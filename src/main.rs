//! Shapeyard - Entry Point
//!
//! Builds a randomly populated shape scene, classifies it into per-variant
//! collections, reports the counts, and proves the subset handles keep
//! their shapes alive after the primary collection is cleared.

use rand::SeedableRng;
use rand_chacha::ChaCha8Rng;

use shapeyard::core::error::Result;
use shapeyard::scene::{self, SceneConfig};

fn main() -> Result<()> {
    // Initialize tracing for logging
    tracing_subscriber::fmt()
        .with_env_filter("shapeyard=debug")
        .init();

    tracing::info!("Shapeyard starting...");

    let config = SceneConfig::default();
    let mut rng = ChaCha8Rng::from_entropy();

    let stdout = std::io::stdout();
    let mut out = stdout.lock();
    scene::run(&config, &mut rng, &mut out)?;

    tracing::info!("Shapeyard finished");
    Ok(())
}
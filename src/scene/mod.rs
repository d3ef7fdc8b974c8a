//! Scene assembly and the demo driver
//!
//! The driver runs one fixed sequence: populate, classify into per-variant
//! subsets, report counts, clear the population, render the surviving
//! circles, clear the subsets.

pub mod classify;
pub mod generation;

pub use classify::{select_kind, select_kind_into};
pub use generation::{populate, SceneConfig};

use std::io::Write;

use rand_chacha::ChaCha8Rng;

use crate::core::error::Result;
use crate::shape::{ShapeCollection, ShapeKind};

/// Run the full scene flow, writing the report and render lines to `out`.
pub fn run(config: &SceneConfig, rng: &mut ChaCha8Rng, out: &mut dyn Write) -> Result<()> {
    let mut population = ShapeCollection::new();
    populate(&mut population, config, rng);

    let mut circles = select_kind(&population, ShapeKind::Circle);
    let mut squares = select_kind(&population, ShapeKind::Square);

    writeln!(out, "There are:")?;
    writeln!(out, "Number of shapes: {}", population.len())?;
    writeln!(out, "Number of circles: {}", circles.len())?;
    writeln!(out, "Number of squares: {}", squares.len())?;

    // Every shape here is also held by exactly one subset, so clearing the
    // population releases the primary handles without dropping any shape.
    population.clear();
    tracing::debug!(survivors = circles.len(), "population cleared, rendering circles");

    for shape in &circles {
        shape.render(out)?;
    }

    circles.clear();
    squares.clear();

    Ok(())
}
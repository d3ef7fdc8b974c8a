//! Tag-based shape classification

use std::rc::Rc;

use crate::shape::{ShapeCollection, ShapeKind};

/// Collect the handles from `source` whose variant tag equals `kind`,
/// preserving source order. The source is not modified.
pub fn select_kind(source: &ShapeCollection, kind: ShapeKind) -> ShapeCollection {
    let mut selected = ShapeCollection::new();
    select_kind_into(source, kind, &mut selected);
    selected
}

/// Append-style variant of [`select_kind`] for filling an existing collection.
pub fn select_kind_into(source: &ShapeCollection, kind: ShapeKind, out: &mut ShapeCollection) {
    for handle in source {
        if handle.kind() == kind {
            out.push(Rc::clone(handle));
        }
    }
}
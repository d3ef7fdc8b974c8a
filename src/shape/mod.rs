//! Shape variants and shared-handle collections
//!
//! Shapes are held through `Rc` handles so that several collections can
//! reference the same instance; a shape is dropped when the last collection
//! holding a handle to it releases it. Each shape carries an explicit
//! `ShapeKind` tag set at construction, and classification filters on that
//! tag rather than on runtime type identity.

use std::io::{self, Write};
use std::rc::Rc;

use serde::{Deserialize, Serialize};

use crate::core::types::Point;

/// Closed set of shape variants
#[derive(Debug, Clone, Copy, PartialEq, Eq, Hash, Serialize, Deserialize)]
pub enum ShapeKind {
    Circle,
    Square,
}

impl ShapeKind {
    pub const ALL: [ShapeKind; 2] = [ShapeKind::Circle, ShapeKind::Square];
}

/// Polymorphic shape capability: a variant tag, a position, and a
/// variant-specific render side effect.
pub trait Shape {
    fn kind(&self) -> ShapeKind;

    fn center(&self) -> Point;

    /// Write the variant-specific render line to `out`.
    fn render(&self, out: &mut dyn Write) -> io::Result<()>;
}

#[derive(Debug, Clone)]
pub struct Circle {
    center: Point,
}

impl Circle {
    pub fn new(center: Point) -> Self {
        Self { center }
    }
}

impl Shape for Circle {
    fn kind(&self) -> ShapeKind {
        ShapeKind::Circle
    }

    fn center(&self) -> Point {
        self.center
    }

    fn render(&self, out: &mut dyn Write) -> io::Result<()> {
        writeln!(out, "I will draw a circle!")
    }
}

#[derive(Debug, Clone)]
pub struct Square {
    center: Point,
}

impl Square {
    pub fn new(center: Point) -> Self {
        Self { center }
    }
}

impl Shape for Square {
    fn kind(&self) -> ShapeKind {
        ShapeKind::Square
    }

    fn center(&self) -> Point {
        self.center
    }

    fn render(&self, out: &mut dyn Write) -> io::Result<()> {
        writeln!(out, "I will draw a squaaaare!")
    }
}

/// Shared-ownership handle to a shape
pub type ShapeHandle = Rc<dyn Shape>;

/// Construct a shape of the given kind at the given center.
///
/// The match is exhaustive, so adding a variant without updating every
/// per-kind site is a compile error rather than a silent partition break.
pub fn spawn(kind: ShapeKind, center: Point) -> ShapeHandle {
    match kind {
        ShapeKind::Circle => Rc::new(Circle::new(center)),
        ShapeKind::Square => Rc::new(Square::new(center)),
    }
}

/// Ordered sequence of shape handles. Iteration order is push order.
#[derive(Default)]
pub struct ShapeCollection {
    handles: Vec<ShapeHandle>,
}

impl ShapeCollection {
    pub fn new() -> Self {
        Self::default()
    }

    pub fn push(&mut self, handle: ShapeHandle) {
        self.handles.push(handle);
    }

    pub fn len(&self) -> usize {
        self.handles.len()
    }

    pub fn is_empty(&self) -> bool {
        self.handles.is_empty()
    }

    pub fn get(&self, index: usize) -> Option<&ShapeHandle> {
        self.handles.get(index)
    }

    pub fn iter(&self) -> std::slice::Iter<'_, ShapeHandle> {
        self.handles.iter()
    }

    /// Release all handles. Shapes still referenced by another collection
    /// stay alive; the rest are dropped here.
    pub fn clear(&mut self) {
        self.handles.clear();
    }

    /// Count handles carrying the given variant tag
    pub fn count_of(&self, kind: ShapeKind) -> usize {
        self.handles.iter().filter(|h| h.kind() == kind).count()
    }
}

impl<'a> IntoIterator for &'a ShapeCollection {
    type Item = &'a ShapeHandle;
    type IntoIter = std::slice::Iter<'a, ShapeHandle>;

    fn into_iter(self) -> Self::IntoIter {
        self.handles.iter()
    }
}

#[cfg(test)]
mod tests {
    use super::*;

    #[test]
    fn test_render_lines_per_variant() {
        let circle = Circle::new(Point::new(10.5, 11.5));
        let mut buf = Vec::new();
        circle.render(&mut buf).unwrap();
        assert_eq!(String::from_utf8(buf).unwrap(), "I will draw a circle!\n");

        let square = Square::new(Point::new(10.5, 11.5));
        let mut buf = Vec::new();
        square.render(&mut buf).unwrap();
        assert_eq!(String::from_utf8(buf).unwrap(), "I will draw a squaaaare!\n");
    }

    #[test]
    fn test_spawn_sets_tag_and_center() {
        for kind in ShapeKind::ALL {
            let shape = spawn(kind, Point::new(11.0, 10.25));
            assert_eq!(shape.kind(), kind);
            assert_eq!(shape.center(), Point::new(11.0, 10.25));
        }
    }

    #[test]
    fn test_collection_preserves_push_order() {
        let mut collection = ShapeCollection::new();
        collection.push(spawn(ShapeKind::Square, Point::default()));
        collection.push(spawn(ShapeKind::Circle, Point::default()));
        collection.push(spawn(ShapeKind::Square, Point::default()));

        let kinds: Vec<ShapeKind> = collection.iter().map(|h| h.kind()).collect();
        assert_eq!(
            kinds,
            vec![ShapeKind::Square, ShapeKind::Circle, ShapeKind::Square]
        );
        assert_eq!(collection.count_of(ShapeKind::Square), 2);
        assert_eq!(collection.count_of(ShapeKind::Circle), 1);
    }

    #[test]
    fn test_clear_is_idempotent_on_empty() {
        let mut collection = ShapeCollection::new();
        collection.clear();
        assert!(collection.is_empty());
        collection.clear();
        assert!(collection.is_empty());
        assert_eq!(collection.len(), 0);
    }

    #[test]
    fn test_shared_handles_keep_shape_alive() {
        let mut primary = ShapeCollection::new();
        let mut secondary = ShapeCollection::new();

        let shape = spawn(ShapeKind::Circle, Point::new(10.0, 12.0));
        primary.push(Rc::clone(&shape));
        secondary.push(Rc::clone(&shape));

        // local binding + two collections
        assert_eq!(Rc::strong_count(&shape), 3);

        primary.clear();
        assert_eq!(Rc::strong_count(&shape), 2);

        // Still renderable through the surviving collection
        let mut buf = Vec::new();
        secondary.get(0).unwrap().render(&mut buf).unwrap();
        assert_eq!(String::from_utf8(buf).unwrap(), "I will draw a circle!\n");

        secondary.clear();
        assert_eq!(Rc::strong_count(&shape), 1);
    }
}
pub mod error;
pub mod types;

pub use types::Point;
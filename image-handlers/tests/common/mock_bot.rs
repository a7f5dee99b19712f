//! Mock implementation of [`dbot_core::Bot`] that records every outbound message.

use std::collections::HashSet;
use std::sync::Mutex;

use async_trait::async_trait;
use dbot_core::{Bot, Chat, DbotError, Message, Photo, Result};

/// One recorded outbound call.
#[derive(Debug, Clone, PartialEq, Eq)]
pub enum Sent {
    Text { chat_id: i64, text: String },
    Reply { chat_id: i64, reply_to: String, text: String },
    Photo { chat_id: i64, file_name: String, size: usize, caption: String },
}

/// Records sends; `send_photo` fails for file names listed in `reject_photos`.
#[derive(Default)]
pub struct MockBot {
    sent: Mutex<Vec<Sent>>,
    reject_photos: HashSet<String>,
    photo_attempts: Mutex<Vec<String>>,
}

impl MockBot {
    pub fn new() -> Self {
        Self::default()
    }

    /// Makes `send_photo` fail for these file names, like a gateway rejecting the upload.
    pub fn rejecting(file_names: &[&str]) -> Self {
        Self {
            reject_photos: file_names.iter().map(|s| s.to_string()).collect(),
            ..Self::default()
        }
    }

    pub fn sent(&self) -> Vec<Sent> {
        self.sent.lock().unwrap().clone()
    }

    pub fn photos(&self) -> Vec<Sent> {
        self.sent()
            .into_iter()
            .filter(|s| matches!(s, Sent::Photo { .. }))
            .collect()
    }

    /// File names of every `send_photo` call, including rejected ones.
    pub fn photo_attempts(&self) -> Vec<String> {
        self.photo_attempts.lock().unwrap().clone()
    }
}

#[async_trait]
impl Bot for MockBot {
    async fn send_message(&self, chat: &Chat, text: &str) -> Result<()> {
        self.sent.lock().unwrap().push(Sent::Text {
            chat_id: chat.id,
            text: text.to_string(),
        });
        Ok(())
    }

    async fn reply_to(&self, message: &Message, text: &str) -> Result<()> {
        self.sent.lock().unwrap().push(Sent::Reply {
            chat_id: message.chat.id,
            reply_to: message.id.clone(),
            text: text.to_string(),
        });
        Ok(())
    }

    async fn send_photo(&self, chat: &Chat, photo: Photo, caption: &str) -> Result<()> {
        self.photo_attempts
            .lock()
            .unwrap()
            .push(photo.file_name.clone());
        if self.reject_photos.contains(&photo.file_name) {
            return Err(DbotError::Bot("Bad Request: IMAGE_PROCESS_FAILED".to_string()));
        }
        self.sent.lock().unwrap().push(Sent::Photo {
            chat_id: chat.id,
            file_name: photo.file_name,
            size: photo.data.len(),
            caption: caption.to_string(),
        });
        Ok(())
    }
}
•••••
Exercise directions:
Scan the listing above for the word "Serialize" and show each line where it is found.

Problem solution:
use serde::{Deserialize, Serialize};
#[derive(Debug, Clone, Copy, PartialEq, Eq, Hash, Serialize, Deserialize)]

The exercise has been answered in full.